Change is always welcome

Change is always welcome

Telly talk

Change is always welcome

Television overhaul :Shows like ‘Mahi Way’ give a new lease of life to TV

Getting sucked into the highly televised 3 Idiots controversy was a bit like watching ‘Rakhi Ka Swayamwar’. You followed the highs and lows of the protagonists, their mercurial outbursts, chaste protestations of innocence and just as you held your breath to see a culmination of sorts, the air went out of everyone’s sails. Did you not wonder then if  you were taken for a ride while the players in question were laughing all the way to the bank? It was the ‘Big Boss’ syndrome all over again where the line between reality and playing to the gallery blurred and vanished.

But just as we get caught in the non-essentials, life has a way of showing up unannounced. So over the past few weeks, news channels have moved away from Aamir Khan’s many disguises to the quake in Haiti. Also, the murder of Satish Shetty who spent over 15 years as a Right to Information Act (RTI) activist and uncovered many corrupt land deals. Yet, what we see just about skims the surface.

We never really get to plumb the depths of the rot that results in grounded flights, colliding trains, ministers caught with their hands in cookie jars and murky land deals. We never get to know why in this country, film stars and cricketers make more money than hockey’s unpaid and unsung heroes, soldiers at war or teachers shaping young minds? Or why more money is spent on renovating the living quarters of politicians and building theme parks for the likes of Mayawati than on covering manholes where children routinely fall and die? Why in this day and age, a 50 year-old widow in Bihar is gang-raped for being a ‘witch’?  Why do we remember Bhopal only on the anniversary of its tragedy?

On then, to some respite and shows like So You Think You can Dance and Top Chef on AXN where you are dazzled by passionate people who treat their bodies and their cooking knives with a reverence associated only with gods and altars.

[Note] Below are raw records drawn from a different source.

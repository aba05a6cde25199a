//! Unified error type for ironpad.
//!
//! We avoid `alloc` - all error variants carry only fixed-size data.
//! Implements `defmt::Format` for efficient on-target logging.

use defmt::Format;

/// Top-level error type used across the application.
#[derive(Debug, Format)]
pub enum Error {
    // UI / Display
    /// SPI transaction to the display failed.
    Display,
}
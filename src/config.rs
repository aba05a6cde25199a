//! Application-wide constants and compile-time configuration.
//!
//! All hardware pin assignments, timing parameters, and firmware
//! defaults live here so they can be tuned in one place.

// Keypad matrix

/// Number of keypad rows (driven outputs).
pub const KEYPAD_ROWS: usize = 4;

/// Number of keypad columns (read inputs).
pub const KEYPAD_COLS: usize = 4;

/// Keypad scan period (ms). One matrix sweep per tick.
pub const KEY_SCAN_PERIOD_MS: u32 = 20;

/// Consecutive identical scans required before a key state change
/// is accepted (roughly 4 * 20 ms = 80 ms of settling).
pub const KEY_DEBOUNCE_SCANS: u8 = 4;

// Key queue / repeat filter

/// Fixed capacity of the key FIFO. Overflow silently drops new keys.
pub const KEY_QUEUE_LEN: usize = 16;

/// Period added to the repeat timer on each queue tick (ms).
/// Matches the scan period since the scan task drives the tick.
pub const KEY_TICK_PERIOD_MS: u32 = KEY_SCAN_PERIOD_MS;

/// Key-repeat delay (ms). A held or rapidly repeated key is
/// re-accepted only once this much time has elapsed.
pub const KEY_REPEAT_TIMEOUT_MS: u32 = 200;

// Foreground operations loop

/// Sleep increment between queue drain attempts (ms).
pub const OPS_POLL_SLEEP_MS: u64 = 100;

/// Length of one foreground poll window (ms). The main loop drains
/// keys for this long before refreshing the live readouts.
pub const OPS_POLL_WINDOW_MS: u64 = 1000;

// Firmware defaults and limits

/// Target tip temperature at power-on.
pub const IRON_START_TEMP: u32 = 300;

/// Upper bound for any displayed or set temperature.
pub const IRON_MAX_TEMP: u32 = 800;

/// Full-scale heater power (W), used by the power readout.
pub const IRON_MAX_WATT: u32 = 200;

/// Default delay before auto-sleep (seconds).
pub const SLEEP_DELAY_DEFAULT_SECS: u32 = 300;

/// Number of named temperature presets ('A' through 'D').
pub const MAX_TEMP_PRESETS: usize = 4;

/// Maximum digits collected by the numeric-entry grammars.
pub const ENTRY_DIGIT_MAX: usize = 3;

// GPIO pin assignments (200W-JBC Ver 3.1 carrier, RP2040 Pico)
//
// These are logical names; actual `embassy_rp::peripherals::*` types are
// selected in `main.rs`.  Adjust for your custom PCB.
//
//   Keypad row 0..3   → GP2..GP5
//   Keypad col 0..3   → GP6..GP9
//   Display SPI SCK   → GP18 (default SPI0)
//   Display SPI MOSI  → GP19
//   Display SPI CS    → GP17
//   Display D/C       → GP20
//   Display RESET     → GP28
//   Tip thermocouple  → GP26 (ADC0)
//   Heater current    → GP27 (ADC1)

/// SPI clock for the SSD1309 display (Hz).
pub const DISPLAY_SPI_HZ: u32 = 4_000_000;
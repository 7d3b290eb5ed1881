use std::time::SystemTime;

use serde::{Deserialize, Serialize};
use serde_json::Value;

use crate::dao::models::GameConfigEntity;

pub const GAME_PREFIX: &str = "game::";

/// A game config stored as a CouchDB document.
#[derive(Debug, Clone, Serialize, Deserialize)]
pub struct CouchGameDocument {
    #[serde(rename = "_id")]
    pub id: String,
    #[serde(rename = "_rev", skip_serializing_if = "Option::is_none")]
    pub rev: Option<String>,
    #[serde(flatten)]
    pub game: GameBody,
}

#[derive(Debug, Clone, Serialize, Deserialize)]
pub struct GameBody {
    pub game_id: String,
    pub config: Value,
    pub created_at: SystemTime,
    pub updated_at: SystemTime,
}

impl CouchGameDocument {
    pub fn from_entity(game: GameConfigEntity, rev: Option<String>) -> Self {
        Self {
            id: game_doc_id(&game.id),
            rev,
            game: GameBody {
                game_id: game.id,
                config: game.config,
                created_at: game.created_at,
                updated_at: game.updated_at,
            },
        }
    }

    pub fn into_entity(self) -> GameConfigEntity {
        GameConfigEntity {
            id: self.game.game_id,
            config: self.game.config,
            created_at: self.game.created_at,
            updated_at: self.game.updated_at,
        }
    }
}

pub fn game_doc_id(id: &str) -> String {
    format!("{GAME_PREFIX}{id}")
}

#[cfg(test)]
mod tests {
    use serde_json::json;

    use super::*;

    #[test]
    fn document_carries_couch_metadata() {
        let entity = GameConfigEntity::new("ab12cd34", json!({"player": "p.png"}));
        let doc = CouchGameDocument::from_entity(entity.clone(), Some("3-abc".into()));
        let value = serde_json::to_value(&doc).unwrap();
        assert_eq!(value["_id"], "game::ab12cd34");
        assert_eq!(value["_rev"], "3-abc");
        assert_eq!(value["config"], json!({"player": "p.png"}));

        let fresh = CouchGameDocument::from_entity(entity.clone(), None);
        let value = serde_json::to_value(&fresh).unwrap();
        assert!(value.get("_rev").is_none());

        let decoded: CouchGameDocument = serde_json::from_value(value).unwrap();
        assert_eq!(decoded.into_entity(), entity);
    }
}
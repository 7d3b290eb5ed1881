mod config;
mod connection;
mod error;
mod models;
mod store;

pub use config::MongoConfig;
pub use error::MongoDaoError;
pub use store::MongoGameStore;

use crate::dao::storage::StorageError;

impl From<MongoDaoError> for StorageError {
    fn from(err: MongoDaoError) -> Self {
        StorageError::unavailable(err.to_string(), err)
    }
}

 One of the most enjoyable interludes on Times Now is Total Recall, the weekly tribute to forgotten maestros like Khayyam, OP Nayyar and Basu Chatterjee with priceless trivia about their quirks, their conviction and integrity. CNN IBN’s show Bollywood Blockbuster recently paid a nuanced  tribute to cult hit Jaane Bhi Do Yaaron and it was packed with delicious bytes from its lead players who laughed and cried through a Rs 7 lakh film that went on to become a timeless, well-loved classic.

Another show that caught my eye and ear recently is Yeh Pyar Na Hoga Kam on Colours for the simple reason that it reminds me of Manohar Shyam Joshi’s Hum Log with its identifiable characters, an ethos far removed from big cities and great

dialogue. I like the detailing of the sets (the mithaiwala, the newspaper stall, a ‘mohalla’ where only one car can pass at a time, the common walls, the shuttered shop up for rent and more), the small town girls dressed in cardigans, the typical UP ‘lehza’ or manner where the men refer to themselves as ‘hum’ and the matriarch rules the roost with an assertive “Hum toh kehti hain.”

Yes, it is far more cosmetic than Hum Log but to see an old-fashioned love story set against the still topical caste divisions with old Hindi film songs playing in the backdrop is a refreshing. Just the opening refrain of  Kishore Kumar’s ‘Pal Pal Dil Ke Paas’ is enough to bring back a wave of nostalgia for the long departed days of Chitrahaar and innocence.

Sony’s Mahi Way on the other hand plunges us headlong into the soul less world of urban dating and weight issues. The warm and funny note in its sterile world is struck by the heroine who makes us care for her and makes us thank the heavens that Ekta Kapoor’s reign as the telly queen is well and truly over.